Your instructions: Scan the listing that follows and report how many lines contain "fields". Write the number alone.

Provided records:
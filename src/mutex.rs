use alloc::sync::Arc;

use axerrno::{ax_err, AxResult};

use crate::event::{Event, WaitKind};
use crate::hal::{IrqGuard, KernelHal};
use crate::kernel::Kernel;
use crate::percpu::CoreId;
use crate::task::{PendState, TaskId};

/// A sleeping mutex built on an [`Event`]. Ownership passes directly to the
/// highest-priority waiter on post.
#[derive(Clone)]
pub struct KMutex {
    event: Arc<Event>,
}

/// What [`Kernel::mutex_pend`] did with the caller.
#[derive(Clone, Copy, Debug, PartialEq, Eq)]
pub enum MutexPend {
    /// The mutex was free and is now owned by the caller.
    Acquired,
    /// The caller was parked; collect the result with [`Kernel::mutex_pend_result`] when
    /// it runs again.
    Blocked,
}

impl KMutex {
    pub fn new() -> Self {
        Self { event: Event::new() }
    }

    /// The task holding the mutex.
    pub fn owner(&self) -> Option<TaskId> {
        self.event.inner.lock().owner
    }

    pub fn event(&self) -> &Arc<Event> {
        &self.event
    }
}

impl Default for KMutex {
    fn default() -> Self {
        Self::new()
    }
}

impl<H: KernelHal> Kernel<H> {
    /// Take `m` if it is free; `ResourceBusy` otherwise.
    pub fn mutex_accept(&self, core: CoreId, id: TaskId, m: &KMutex) -> AxResult {
        self.pcpu(core)?;
        let _irq = IrqGuard::new(&self.hal);
        let mut ev = m.event.inner.lock();
        if ev.owner.is_some() {
            return ax_err!(ResourceBusy, "mutex is held");
        }
        ev.owner = Some(id);
        Ok(())
    }

    /// Take `m`, blocking the current task `id` of `core` while it is held.
    ///
    /// `timeout` is in ticks; 0 and [`crate::WAIT_FOREVER`] wait forever.
    pub fn mutex_pend(
        &self,
        core: CoreId,
        id: TaskId,
        m: &KMutex,
        timeout: u64,
    ) -> AxResult<MutexPend> {
        self.might_sleep(core)?;
        {
            let _irq = IrqGuard::new(&self.hal);
            let mut ev = m.event.inner.lock();
            match ev.owner {
                None => {
                    ev.owner = Some(id);
                    return Ok(MutexPend::Acquired);
                }
                Some(owner) if owner == id => {
                    return ax_err!(AlreadyExists, "mutex already held by the caller");
                }
                Some(_) => self.park_on_event(core, id, &m.event, &mut ev, WaitKind::Mutex, timeout)?,
            }
        }
        self.sched(core)?;
        Ok(MutexPend::Blocked)
    }

    /// Outcome of a blocked [`Kernel::mutex_pend`]: `Ok` when the mutex was handed over.
    pub fn mutex_pend_result(&self, id: TaskId) -> AxResult {
        self.event_pend_down(id)?.into_result()
    }

    /// Release `m`, handing it to the highest-priority waiter if there is one.
    pub fn mutex_post(&self, core: CoreId, id: TaskId, m: &KMutex) -> AxResult {
        let pcpu = self.pcpu(core)?;
        if pcpu.in_interrupt() {
            return ax_err!(PermissionDenied, "mutex post in interrupt context");
        }
        {
            let _irq = IrqGuard::new(&self.hal);
            let mut ev = m.event.inner.lock();
            if ev.owner != Some(id) {
                return ax_err!(PermissionDenied, "mutex not owned by the caller");
            }
            let next = self.event_highest_task_ready(core, &mut ev, PendState::Ok)?;
            ev.owner = next.map(|t| t.id());
        }
        if pcpu.need_resched() {
            self.sched(core)?;
        }
        Ok(())
    }
}
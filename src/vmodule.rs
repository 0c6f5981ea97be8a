use alloc::boxed::Box;

use crate::percpu::CoreId;
use crate::vm::VmId;

/// The architectural state one vmodule keeps for one vCPU.
pub trait VcpuContext: Send {
    /// Capture the hardware state on `core` as the vCPU is switched out.
    fn save(&mut self, core: CoreId);
    /// Load the state on `core` as the vCPU is switched in.
    fn restore(&self, core: CoreId);
    /// Return to the power-on state.
    fn reset(&mut self) {}
}

/// A piece of per-vCPU architectural state (FP registers, timers, list registers, ...)
/// that must follow the vCPU across context switches.
///
/// Modules are registered with [`crate::Kernel::register_vmodule`] before VMs are created;
/// every vCPU gets one context from each.
pub trait VModule: Send + Sync {
    fn name(&self) -> &str;

    fn create_context(&self, vm: VmId, vcpu: usize) -> Box<dyn VcpuContext>;
}
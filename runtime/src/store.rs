use crate::StoreConfig;
use crate::metrics::StoreMetrics;
use crate::snapshot::{SnapshotError, TodoSnapshot};
use std::sync::{Arc, PoisonError, RwLock, RwLockReadGuard, RwLockWriteGuard};
use std::time::Instant;
use todo_store_core::environment::{Clock, IdGenerator, SystemClock, UuidGenerator};
use todo_store_core::{
    Result, Todo, TodoDescription, TodoError, TodoId, TodoState, TodoStatus, TodoTitle,
};

/// Environment dependencies for the todo store
#[derive(Clone)]
pub struct TodoEnvironment {
    /// Clock for generating timestamps
    pub clock: Arc<dyn Clock>,
    /// Generator for new todo identifiers
    pub ids: Arc<dyn IdGenerator>,
}

impl TodoEnvironment {
    /// Creates a new `TodoEnvironment`
    #[must_use]
    pub fn new(clock: Arc<dyn Clock>, ids: Arc<dyn IdGenerator>) -> Self {
        Self { clock, ids }
    }

    /// System time and random UUIDs
    #[must_use]
    pub fn production() -> Self {
        Self::new(Arc::new(SystemClock), Arc::new(UuidGenerator))
    }
}

#[derive(Clone, Copy, Debug)]
enum Command {
    Create,
    Update,
    Complete,
    Uncomplete,
    Delete,
}

impl Command {
    const fn as_str(self) -> &'static str {
        match self {
            Self::Create => "create",
            Self::Update => "update",
            Self::Complete => "complete",
            Self::Uncomplete => "uncomplete",
            Self::Delete => "delete",
        }
    }
}

/// The todo store
///
/// Owns the id → todo mapping behind an `RwLock`. Cloning a store is cheap
/// and yields a handle to the same mapping, so one store can be shared
/// between threads by cloning it.
///
/// Every mutating operation does its lookup, its checks and its write while
/// holding the write lock. Two racing `complete` calls on the same todo
/// therefore see each other: exactly one succeeds and the other fails with
/// [`TodoError::InvalidState`].
///
/// # Example
///
/// ```
/// use todo_store_runtime::{TodoEnvironment, TodoStore};
///
/// # fn main() -> Result<(), todo_store_core::TodoError> {
/// let store = TodoStore::new(TodoEnvironment::production());
/// let todo = store.create("Write documentation", None)?;
///
/// let updated = store.update(todo.id(), "Write better documentation", Some("for the store"))?;
/// assert_eq!(updated.title().as_str(), "Write better documentation");
///
/// store.delete(todo.id())?;
/// assert!(store.find_by_id(todo.id()).is_none());
/// # Ok(())
/// # }
/// ```
#[derive(Clone)]
pub struct TodoStore {
    state: Arc<RwLock<TodoState>>,
    environment: TodoEnvironment,
    config: StoreConfig,
}

impl TodoStore {
    /// Create an empty store with default configuration
    #[must_use]
    pub fn new(environment: TodoEnvironment) -> Self {
        Self::with_config(environment, StoreConfig::default())
    }

    /// Create an empty store with custom configuration
    #[must_use]
    pub fn with_config(environment: TodoEnvironment, config: StoreConfig) -> Self {
        Self {
            state: Arc::new(RwLock::new(TodoState::with_capacity(config.initial_capacity))),
            environment,
            config,
        }
    }

    /// Create a store holding every record of a snapshot
    ///
    /// # Errors
    ///
    /// - [`SnapshotError::UnsupportedVersion`] for a snapshot from another format version
    /// - [`SnapshotError::Todo`] if a record breaks an invariant or repeats an id
    #[tracing::instrument(skip_all, fields(todos = snapshot.todos.len()))]
    pub fn restore(
        snapshot: TodoSnapshot,
        environment: TodoEnvironment,
        config: StoreConfig,
    ) -> std::result::Result<Self, SnapshotError> {
        snapshot.check_version()?;

        let mut state =
            TodoState::with_capacity(config.initial_capacity.max(snapshot.todos.len()));
        for record in snapshot.todos {
            let todo = Todo::reconstitute(record).map_err(TodoError::from)?;
            state.insert(todo)?;
        }

        tracing::info!(count = state.count(), "Restored todo store from snapshot");
        if config.emit_metrics {
            StoreMetrics::record_size(state.count());
        }

        Ok(Self {
            state: Arc::new(RwLock::new(state)),
            environment,
            config,
        })
    }

    /// Returns the injected environment
    #[must_use]
    pub const fn environment(&self) -> &TodoEnvironment {
        &self.environment
    }

    /// Returns the configuration
    #[must_use]
    pub const fn config(&self) -> &StoreConfig {
        &self.config
    }

    /// Creates a pending todo with a fresh id
    ///
    /// # Errors
    ///
    /// - [`TodoError::Validation`] if the title is blank or too long, or the
    ///   description is too long
    /// - [`TodoError::DuplicateId`] if the id generator repeats an id
    #[tracing::instrument(level = "debug", skip(self, description))]
    pub fn create(&self, title: &str, description: Option<&str>) -> Result<Todo> {
        self.observe(Command::Create, || {
            let title = TodoTitle::new(title)?;
            let description = TodoDescription::optional(description)?;

            let mut state = self.write();
            let todo = Todo::new(
                self.environment.ids.next_id(),
                title,
                description,
                self.environment.clock.now(),
            );
            state.insert(todo.clone())?;
            self.record_size(&state);
            Ok(todo)
        })
    }

    /// Replaces the title and description of a todo
    ///
    /// Both fields are replaced together; on any error neither is.
    ///
    /// # Errors
    ///
    /// - [`TodoError::NotFound`] if no todo has this id
    /// - [`TodoError::Validation`] if the new values are invalid
    #[tracing::instrument(level = "debug", skip(self, description))]
    pub fn update(&self, id: &TodoId, title: &str, description: Option<&str>) -> Result<Todo> {
        self.observe(Command::Update, || {
            let mut state = self.write();
            let todo = state
                .get_mut(id)
                .ok_or_else(|| TodoError::NotFound(id.clone()))?;

            let title = TodoTitle::new(title)?;
            let description = TodoDescription::optional(description)?;
            todo.revise(title, description, self.environment.clock.now());
            Ok(todo.clone())
        })
    }

    /// Marks a todo as completed
    ///
    /// # Errors
    ///
    /// - [`TodoError::NotFound`] if no todo has this id
    /// - [`TodoError::InvalidState`] if it is already completed
    #[tracing::instrument(level = "debug", skip(self))]
    pub fn complete(&self, id: &TodoId) -> Result<Todo> {
        self.observe(Command::Complete, || {
            let mut state = self.write();
            let todo = state
                .get_mut(id)
                .ok_or_else(|| TodoError::NotFound(id.clone()))?;
            todo.complete(self.environment.clock.now())?;
            Ok(todo.clone())
        })
    }

    /// Marks a completed todo as pending again
    ///
    /// # Errors
    ///
    /// - [`TodoError::NotFound`] if no todo has this id
    /// - [`TodoError::InvalidState`] if it is already pending
    #[tracing::instrument(level = "debug", skip(self))]
    pub fn uncomplete(&self, id: &TodoId) -> Result<Todo> {
        self.observe(Command::Uncomplete, || {
            let mut state = self.write();
            let todo = state
                .get_mut(id)
                .ok_or_else(|| TodoError::NotFound(id.clone()))?;
            todo.uncomplete(self.environment.clock.now())?;
            Ok(todo.clone())
        })
    }

    /// Removes a todo permanently
    ///
    /// # Errors
    ///
    /// Returns [`TodoError::NotFound`] if no todo has this id.
    #[tracing::instrument(level = "debug", skip(self))]
    pub fn delete(&self, id: &TodoId) -> Result<()> {
        self.observe(Command::Delete, || {
            let mut state = self.write();
            state
                .remove(id)
                .ok_or_else(|| TodoError::NotFound(id.clone()))?;
            self.record_size(&state);
            Ok(())
        })
    }

    /// Looks up a todo; absence is `None`, not an error
    #[must_use]
    pub fn find_by_id(&self, id: &TodoId) -> Option<Todo> {
        self.read().get(id).cloned()
    }

    /// Every todo, oldest first
    #[must_use]
    pub fn find_all(&self) -> Vec<Todo> {
        self.read().all()
    }

    /// Every todo whose completion flag equals `completed`
    #[must_use]
    pub fn find_by_completed(&self, completed: bool) -> Vec<Todo> {
        self.read().with_status(TodoStatus::from_completed(completed))
    }

    /// Every completed todo
    #[must_use]
    pub fn find_completed(&self) -> Vec<Todo> {
        self.find_by_completed(true)
    }

    /// Every pending todo
    #[must_use]
    pub fn find_pending(&self) -> Vec<Todo> {
        self.find_by_completed(false)
    }

    /// Whether a todo with this id exists
    #[must_use]
    pub fn exists_by_id(&self, id: &TodoId) -> bool {
        self.read().exists(id)
    }

    /// Number of stored todos
    #[must_use]
    pub fn count(&self) -> usize {
        self.read().count()
    }

    /// Number of completed todos
    #[must_use]
    pub fn completed_count(&self) -> usize {
        self.read().completed_count()
    }

    /// Copies every record into a snapshot
    #[must_use]
    pub fn snapshot(&self) -> TodoSnapshot {
        TodoSnapshot::from_todos(&self.read().all())
    }

    fn observe<T>(&self, command: Command, op: impl FnOnce() -> Result<T>) -> Result<T> {
        let start = Instant::now();
        let result = op();
        let duration = start.elapsed();

        let outcome = match &result {
            Ok(_) => {
                tracing::debug!(command = command.as_str(), "Command applied");
                "ok"
            }
            Err(error) => {
                tracing::debug!(command = command.as_str(), %error, "Command rejected");
                error.kind().as_str()
            }
        };

        if self.config.emit_metrics {
            StoreMetrics::record_operation(command.as_str(), outcome, duration);
        }

        result
    }

    // Called with the write guard held so the gauge cannot be overtaken by a
    // later writer.
    fn record_size(&self, state: &TodoState) {
        if self.config.emit_metrics {
            StoreMetrics::record_size(state.count());
        }
    }

    // State is only written after every check has passed, so a poisoned lock
    // still guards a consistent mapping.
    fn read(&self) -> RwLockReadGuard<'_, TodoState> {
        self.state.read().unwrap_or_else(PoisonError::into_inner)
    }

    fn write(&self) -> RwLockWriteGuard<'_, TodoState> {
        self.state.write().unwrap_or_else(PoisonError::into_inner)
    }
}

Answer area: 2